DATA RECORDS Start Marker

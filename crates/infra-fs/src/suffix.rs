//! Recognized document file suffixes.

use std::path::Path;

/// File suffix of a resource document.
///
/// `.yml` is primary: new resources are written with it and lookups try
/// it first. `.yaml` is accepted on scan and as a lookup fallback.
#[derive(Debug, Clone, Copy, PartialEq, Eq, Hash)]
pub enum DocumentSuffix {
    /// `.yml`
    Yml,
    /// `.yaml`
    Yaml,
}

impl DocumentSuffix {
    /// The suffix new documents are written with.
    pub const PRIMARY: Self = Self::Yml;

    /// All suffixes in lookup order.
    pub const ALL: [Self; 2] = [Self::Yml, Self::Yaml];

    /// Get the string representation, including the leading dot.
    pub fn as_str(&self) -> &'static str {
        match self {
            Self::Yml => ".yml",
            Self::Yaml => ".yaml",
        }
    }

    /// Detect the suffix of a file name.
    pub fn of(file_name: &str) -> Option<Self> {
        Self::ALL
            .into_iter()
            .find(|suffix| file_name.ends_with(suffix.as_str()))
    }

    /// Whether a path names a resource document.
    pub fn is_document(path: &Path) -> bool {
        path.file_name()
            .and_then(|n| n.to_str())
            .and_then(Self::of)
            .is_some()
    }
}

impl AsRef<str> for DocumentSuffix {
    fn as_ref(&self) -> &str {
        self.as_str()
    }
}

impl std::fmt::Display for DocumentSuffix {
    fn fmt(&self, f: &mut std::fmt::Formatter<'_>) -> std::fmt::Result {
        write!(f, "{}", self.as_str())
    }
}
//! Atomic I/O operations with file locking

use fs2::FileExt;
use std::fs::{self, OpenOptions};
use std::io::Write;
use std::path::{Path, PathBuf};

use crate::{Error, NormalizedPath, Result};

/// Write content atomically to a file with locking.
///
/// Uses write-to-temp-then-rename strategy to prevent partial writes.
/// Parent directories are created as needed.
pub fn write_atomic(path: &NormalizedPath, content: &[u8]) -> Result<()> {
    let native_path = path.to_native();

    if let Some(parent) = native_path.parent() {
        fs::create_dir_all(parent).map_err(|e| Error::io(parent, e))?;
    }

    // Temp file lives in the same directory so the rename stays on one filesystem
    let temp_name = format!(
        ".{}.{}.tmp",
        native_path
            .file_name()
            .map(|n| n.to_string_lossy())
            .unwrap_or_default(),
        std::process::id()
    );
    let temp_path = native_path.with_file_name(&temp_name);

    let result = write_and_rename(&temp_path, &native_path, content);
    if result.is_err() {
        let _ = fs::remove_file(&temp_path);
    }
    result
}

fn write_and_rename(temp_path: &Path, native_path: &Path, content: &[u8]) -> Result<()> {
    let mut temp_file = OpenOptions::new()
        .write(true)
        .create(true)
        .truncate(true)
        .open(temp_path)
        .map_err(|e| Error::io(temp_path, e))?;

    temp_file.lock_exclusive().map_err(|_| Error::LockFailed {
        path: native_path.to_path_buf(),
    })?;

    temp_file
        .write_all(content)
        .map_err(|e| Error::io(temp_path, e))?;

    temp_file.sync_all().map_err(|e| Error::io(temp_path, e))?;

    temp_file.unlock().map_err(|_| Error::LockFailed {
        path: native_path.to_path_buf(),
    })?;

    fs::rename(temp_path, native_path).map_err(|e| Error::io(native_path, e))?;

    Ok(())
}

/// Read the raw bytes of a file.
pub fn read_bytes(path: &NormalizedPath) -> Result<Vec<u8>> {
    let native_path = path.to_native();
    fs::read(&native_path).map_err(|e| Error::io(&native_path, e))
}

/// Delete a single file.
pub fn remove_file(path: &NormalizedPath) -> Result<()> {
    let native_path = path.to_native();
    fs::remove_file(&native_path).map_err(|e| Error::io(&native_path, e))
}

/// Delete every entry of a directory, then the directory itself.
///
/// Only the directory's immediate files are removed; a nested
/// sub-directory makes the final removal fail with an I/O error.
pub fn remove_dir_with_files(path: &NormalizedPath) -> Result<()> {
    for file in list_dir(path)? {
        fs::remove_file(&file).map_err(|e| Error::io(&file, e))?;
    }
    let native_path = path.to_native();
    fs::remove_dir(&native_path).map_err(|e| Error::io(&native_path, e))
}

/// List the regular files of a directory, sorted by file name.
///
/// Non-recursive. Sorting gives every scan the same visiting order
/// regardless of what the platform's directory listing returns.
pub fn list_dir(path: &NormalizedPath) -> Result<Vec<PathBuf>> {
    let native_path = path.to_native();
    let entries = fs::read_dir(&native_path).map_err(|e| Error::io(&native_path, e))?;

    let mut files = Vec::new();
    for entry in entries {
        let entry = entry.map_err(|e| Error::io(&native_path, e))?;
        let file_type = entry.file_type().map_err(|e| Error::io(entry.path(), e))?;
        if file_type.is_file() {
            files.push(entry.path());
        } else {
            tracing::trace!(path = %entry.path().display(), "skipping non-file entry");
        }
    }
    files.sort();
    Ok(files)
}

DATA RECORDS End Marker
DATA RECORDS Start Marker

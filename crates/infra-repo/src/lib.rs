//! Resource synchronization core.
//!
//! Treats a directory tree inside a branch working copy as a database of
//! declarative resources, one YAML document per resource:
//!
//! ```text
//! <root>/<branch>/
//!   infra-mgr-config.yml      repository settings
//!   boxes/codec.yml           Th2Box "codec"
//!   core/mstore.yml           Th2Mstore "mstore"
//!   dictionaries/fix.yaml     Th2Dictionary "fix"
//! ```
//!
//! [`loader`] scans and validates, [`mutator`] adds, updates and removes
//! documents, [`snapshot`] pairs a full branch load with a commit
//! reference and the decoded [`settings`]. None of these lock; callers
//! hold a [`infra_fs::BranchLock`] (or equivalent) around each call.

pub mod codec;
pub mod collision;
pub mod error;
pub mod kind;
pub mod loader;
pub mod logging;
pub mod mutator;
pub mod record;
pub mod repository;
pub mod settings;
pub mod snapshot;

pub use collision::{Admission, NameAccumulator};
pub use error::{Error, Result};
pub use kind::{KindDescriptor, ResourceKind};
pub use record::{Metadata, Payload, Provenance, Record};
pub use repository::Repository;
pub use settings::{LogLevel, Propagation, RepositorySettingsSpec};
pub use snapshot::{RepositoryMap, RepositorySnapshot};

DATA RECORDS End Marker

WHAT IS REQUIRED: Bring together all lines of the entries above in which the string "collision" occurs.

RESPONSE:
pub mod collision;
pub use collision::{Admission, NameAccumulator};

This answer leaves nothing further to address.